● **Problem to work on**: Gather every line in the records below that contains the word "ProbeReport".

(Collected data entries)
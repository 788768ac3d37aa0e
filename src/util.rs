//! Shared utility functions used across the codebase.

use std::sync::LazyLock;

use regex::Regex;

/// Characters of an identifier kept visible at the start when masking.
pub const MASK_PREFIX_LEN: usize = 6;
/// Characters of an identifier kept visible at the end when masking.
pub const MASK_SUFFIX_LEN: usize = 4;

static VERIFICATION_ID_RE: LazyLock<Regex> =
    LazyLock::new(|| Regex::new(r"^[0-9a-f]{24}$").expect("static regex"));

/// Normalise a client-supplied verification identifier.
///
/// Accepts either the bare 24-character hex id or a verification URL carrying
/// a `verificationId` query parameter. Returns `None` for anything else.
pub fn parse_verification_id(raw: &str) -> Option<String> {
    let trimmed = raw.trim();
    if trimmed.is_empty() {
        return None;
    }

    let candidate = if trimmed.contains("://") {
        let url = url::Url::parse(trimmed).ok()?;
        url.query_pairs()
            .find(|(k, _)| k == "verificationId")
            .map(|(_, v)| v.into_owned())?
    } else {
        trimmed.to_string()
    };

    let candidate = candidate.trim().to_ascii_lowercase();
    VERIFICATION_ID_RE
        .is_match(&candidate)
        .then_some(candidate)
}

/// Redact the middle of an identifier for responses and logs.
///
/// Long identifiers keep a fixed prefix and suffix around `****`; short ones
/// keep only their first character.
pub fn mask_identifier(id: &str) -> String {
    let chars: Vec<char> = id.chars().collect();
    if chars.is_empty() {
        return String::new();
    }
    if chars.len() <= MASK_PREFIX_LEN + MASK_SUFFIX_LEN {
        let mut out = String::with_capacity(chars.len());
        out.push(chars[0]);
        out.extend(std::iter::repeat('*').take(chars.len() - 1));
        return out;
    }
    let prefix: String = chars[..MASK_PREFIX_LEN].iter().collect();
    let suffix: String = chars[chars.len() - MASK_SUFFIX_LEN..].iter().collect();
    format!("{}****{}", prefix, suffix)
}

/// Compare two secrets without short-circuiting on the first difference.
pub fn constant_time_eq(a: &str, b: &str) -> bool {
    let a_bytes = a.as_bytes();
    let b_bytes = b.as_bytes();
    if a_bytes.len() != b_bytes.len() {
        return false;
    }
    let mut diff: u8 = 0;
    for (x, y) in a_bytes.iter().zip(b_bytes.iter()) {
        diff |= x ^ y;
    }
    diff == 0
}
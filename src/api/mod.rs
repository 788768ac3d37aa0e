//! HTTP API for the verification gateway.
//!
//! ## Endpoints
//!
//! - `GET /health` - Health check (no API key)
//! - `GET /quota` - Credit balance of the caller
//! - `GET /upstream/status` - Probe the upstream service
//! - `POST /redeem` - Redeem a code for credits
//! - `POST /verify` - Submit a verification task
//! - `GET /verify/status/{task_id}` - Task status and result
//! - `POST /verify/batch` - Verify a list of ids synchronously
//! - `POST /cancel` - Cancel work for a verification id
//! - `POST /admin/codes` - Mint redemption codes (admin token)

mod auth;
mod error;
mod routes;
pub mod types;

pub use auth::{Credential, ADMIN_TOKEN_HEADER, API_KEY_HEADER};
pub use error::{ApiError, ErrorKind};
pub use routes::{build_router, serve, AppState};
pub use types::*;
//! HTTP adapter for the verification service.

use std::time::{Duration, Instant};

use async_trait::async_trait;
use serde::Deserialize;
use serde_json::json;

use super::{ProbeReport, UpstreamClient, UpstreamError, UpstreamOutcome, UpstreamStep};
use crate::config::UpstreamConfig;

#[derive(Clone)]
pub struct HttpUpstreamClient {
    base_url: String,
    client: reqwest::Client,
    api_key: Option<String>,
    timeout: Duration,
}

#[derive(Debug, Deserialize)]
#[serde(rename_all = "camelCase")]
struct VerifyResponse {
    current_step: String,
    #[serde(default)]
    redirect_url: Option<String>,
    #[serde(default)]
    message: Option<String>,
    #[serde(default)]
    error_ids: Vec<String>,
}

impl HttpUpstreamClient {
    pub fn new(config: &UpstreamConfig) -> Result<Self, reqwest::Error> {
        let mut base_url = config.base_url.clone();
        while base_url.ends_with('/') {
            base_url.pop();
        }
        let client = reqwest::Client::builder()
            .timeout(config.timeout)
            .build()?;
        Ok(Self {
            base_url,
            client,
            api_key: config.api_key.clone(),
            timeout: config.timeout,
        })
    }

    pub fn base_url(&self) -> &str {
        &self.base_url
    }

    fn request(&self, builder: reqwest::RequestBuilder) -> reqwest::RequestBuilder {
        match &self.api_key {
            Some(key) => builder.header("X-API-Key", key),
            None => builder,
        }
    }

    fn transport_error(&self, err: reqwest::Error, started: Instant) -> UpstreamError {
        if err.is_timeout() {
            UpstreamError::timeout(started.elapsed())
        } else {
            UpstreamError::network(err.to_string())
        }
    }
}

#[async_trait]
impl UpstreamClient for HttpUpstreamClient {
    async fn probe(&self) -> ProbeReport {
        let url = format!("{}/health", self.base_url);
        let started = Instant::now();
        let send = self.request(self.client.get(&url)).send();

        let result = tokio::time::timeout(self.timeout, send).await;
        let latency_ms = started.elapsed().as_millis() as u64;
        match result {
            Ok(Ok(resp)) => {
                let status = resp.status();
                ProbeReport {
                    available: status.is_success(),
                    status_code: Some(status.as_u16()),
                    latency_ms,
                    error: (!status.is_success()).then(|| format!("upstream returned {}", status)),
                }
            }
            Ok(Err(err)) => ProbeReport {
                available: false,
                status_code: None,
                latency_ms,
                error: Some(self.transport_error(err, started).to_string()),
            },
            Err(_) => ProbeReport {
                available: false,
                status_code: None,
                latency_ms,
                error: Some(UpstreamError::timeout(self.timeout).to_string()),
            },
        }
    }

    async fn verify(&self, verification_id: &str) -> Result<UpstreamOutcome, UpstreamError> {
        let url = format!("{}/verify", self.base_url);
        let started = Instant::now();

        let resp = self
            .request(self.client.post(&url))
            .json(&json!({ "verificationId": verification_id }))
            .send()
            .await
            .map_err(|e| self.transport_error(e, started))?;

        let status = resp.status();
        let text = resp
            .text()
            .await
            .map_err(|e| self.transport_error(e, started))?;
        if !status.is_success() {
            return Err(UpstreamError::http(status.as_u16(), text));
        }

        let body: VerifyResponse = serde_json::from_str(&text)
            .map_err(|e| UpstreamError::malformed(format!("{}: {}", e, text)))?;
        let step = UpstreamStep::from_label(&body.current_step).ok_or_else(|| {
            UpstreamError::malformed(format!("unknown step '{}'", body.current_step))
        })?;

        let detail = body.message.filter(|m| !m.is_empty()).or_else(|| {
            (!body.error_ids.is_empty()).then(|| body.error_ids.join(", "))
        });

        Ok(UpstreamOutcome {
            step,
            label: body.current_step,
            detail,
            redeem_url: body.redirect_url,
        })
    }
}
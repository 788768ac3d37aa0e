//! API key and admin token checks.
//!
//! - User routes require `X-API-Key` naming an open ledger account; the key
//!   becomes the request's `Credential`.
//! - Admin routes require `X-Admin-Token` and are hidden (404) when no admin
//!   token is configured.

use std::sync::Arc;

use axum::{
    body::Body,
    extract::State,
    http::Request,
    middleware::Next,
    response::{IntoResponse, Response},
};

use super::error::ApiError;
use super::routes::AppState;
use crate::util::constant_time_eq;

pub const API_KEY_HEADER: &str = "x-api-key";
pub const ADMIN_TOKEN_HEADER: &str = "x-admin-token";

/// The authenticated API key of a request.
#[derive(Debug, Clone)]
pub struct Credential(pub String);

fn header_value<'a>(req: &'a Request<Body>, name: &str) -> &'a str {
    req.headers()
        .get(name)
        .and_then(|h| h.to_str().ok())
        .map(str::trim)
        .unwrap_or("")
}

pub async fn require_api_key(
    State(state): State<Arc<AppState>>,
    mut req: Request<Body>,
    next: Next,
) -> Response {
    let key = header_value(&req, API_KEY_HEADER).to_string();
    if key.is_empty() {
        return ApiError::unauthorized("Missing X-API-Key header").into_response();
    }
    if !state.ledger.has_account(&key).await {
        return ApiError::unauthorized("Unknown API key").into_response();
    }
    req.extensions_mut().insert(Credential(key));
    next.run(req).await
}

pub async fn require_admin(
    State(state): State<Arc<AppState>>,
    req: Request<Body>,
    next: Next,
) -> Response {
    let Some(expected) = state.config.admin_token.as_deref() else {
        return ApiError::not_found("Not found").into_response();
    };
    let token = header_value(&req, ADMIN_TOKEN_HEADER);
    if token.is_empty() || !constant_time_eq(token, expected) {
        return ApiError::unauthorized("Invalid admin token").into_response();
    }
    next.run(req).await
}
---
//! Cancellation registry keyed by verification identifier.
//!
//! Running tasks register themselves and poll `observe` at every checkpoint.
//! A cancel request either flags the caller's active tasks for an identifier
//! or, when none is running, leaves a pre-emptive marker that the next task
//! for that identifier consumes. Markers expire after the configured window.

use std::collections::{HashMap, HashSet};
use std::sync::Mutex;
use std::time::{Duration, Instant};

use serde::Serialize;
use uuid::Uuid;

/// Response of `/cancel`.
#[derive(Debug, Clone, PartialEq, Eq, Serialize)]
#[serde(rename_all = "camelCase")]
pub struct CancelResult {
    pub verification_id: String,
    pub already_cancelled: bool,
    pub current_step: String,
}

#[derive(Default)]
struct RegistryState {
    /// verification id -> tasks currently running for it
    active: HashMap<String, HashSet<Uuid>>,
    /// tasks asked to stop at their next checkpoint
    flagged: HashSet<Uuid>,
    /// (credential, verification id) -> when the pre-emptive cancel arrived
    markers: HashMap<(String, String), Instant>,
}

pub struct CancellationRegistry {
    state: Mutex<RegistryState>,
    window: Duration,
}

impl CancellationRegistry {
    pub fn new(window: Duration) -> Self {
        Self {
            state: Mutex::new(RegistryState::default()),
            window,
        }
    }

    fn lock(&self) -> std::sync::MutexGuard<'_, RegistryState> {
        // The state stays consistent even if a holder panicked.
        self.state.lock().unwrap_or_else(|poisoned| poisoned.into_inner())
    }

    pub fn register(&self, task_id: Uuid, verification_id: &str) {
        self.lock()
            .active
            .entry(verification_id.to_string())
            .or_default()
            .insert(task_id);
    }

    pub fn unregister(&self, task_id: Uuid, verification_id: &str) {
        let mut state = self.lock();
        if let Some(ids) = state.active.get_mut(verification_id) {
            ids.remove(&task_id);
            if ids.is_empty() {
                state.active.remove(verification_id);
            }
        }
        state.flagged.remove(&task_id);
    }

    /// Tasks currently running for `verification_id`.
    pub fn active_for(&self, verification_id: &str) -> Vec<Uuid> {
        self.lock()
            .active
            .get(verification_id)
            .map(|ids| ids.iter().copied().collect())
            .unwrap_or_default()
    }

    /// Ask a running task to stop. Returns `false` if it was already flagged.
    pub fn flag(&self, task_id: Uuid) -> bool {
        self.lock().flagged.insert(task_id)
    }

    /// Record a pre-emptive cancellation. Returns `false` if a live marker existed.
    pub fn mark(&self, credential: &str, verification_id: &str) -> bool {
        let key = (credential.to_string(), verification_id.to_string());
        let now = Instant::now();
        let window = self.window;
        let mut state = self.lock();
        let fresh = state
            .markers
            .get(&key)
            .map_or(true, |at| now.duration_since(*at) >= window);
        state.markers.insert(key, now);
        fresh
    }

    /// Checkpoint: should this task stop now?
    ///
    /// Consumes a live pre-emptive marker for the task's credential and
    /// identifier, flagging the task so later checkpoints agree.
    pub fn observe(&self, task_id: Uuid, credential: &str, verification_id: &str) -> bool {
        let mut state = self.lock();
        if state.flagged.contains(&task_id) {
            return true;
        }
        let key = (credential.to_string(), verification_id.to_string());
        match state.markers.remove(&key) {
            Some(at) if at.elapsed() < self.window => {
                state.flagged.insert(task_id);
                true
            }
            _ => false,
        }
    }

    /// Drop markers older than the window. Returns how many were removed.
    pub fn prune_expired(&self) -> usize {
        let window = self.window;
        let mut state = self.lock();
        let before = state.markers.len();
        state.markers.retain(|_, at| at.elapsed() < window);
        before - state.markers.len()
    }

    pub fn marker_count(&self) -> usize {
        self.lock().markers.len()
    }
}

● **Written response**:
use super::{ProbeReport, UpstreamClient, UpstreamError, UpstreamOutcome, UpstreamStep};
    async fn probe(&self) -> ProbeReport {
                ProbeReport {
            Ok(Err(err)) => ProbeReport {
            Err(_) => ProbeReport {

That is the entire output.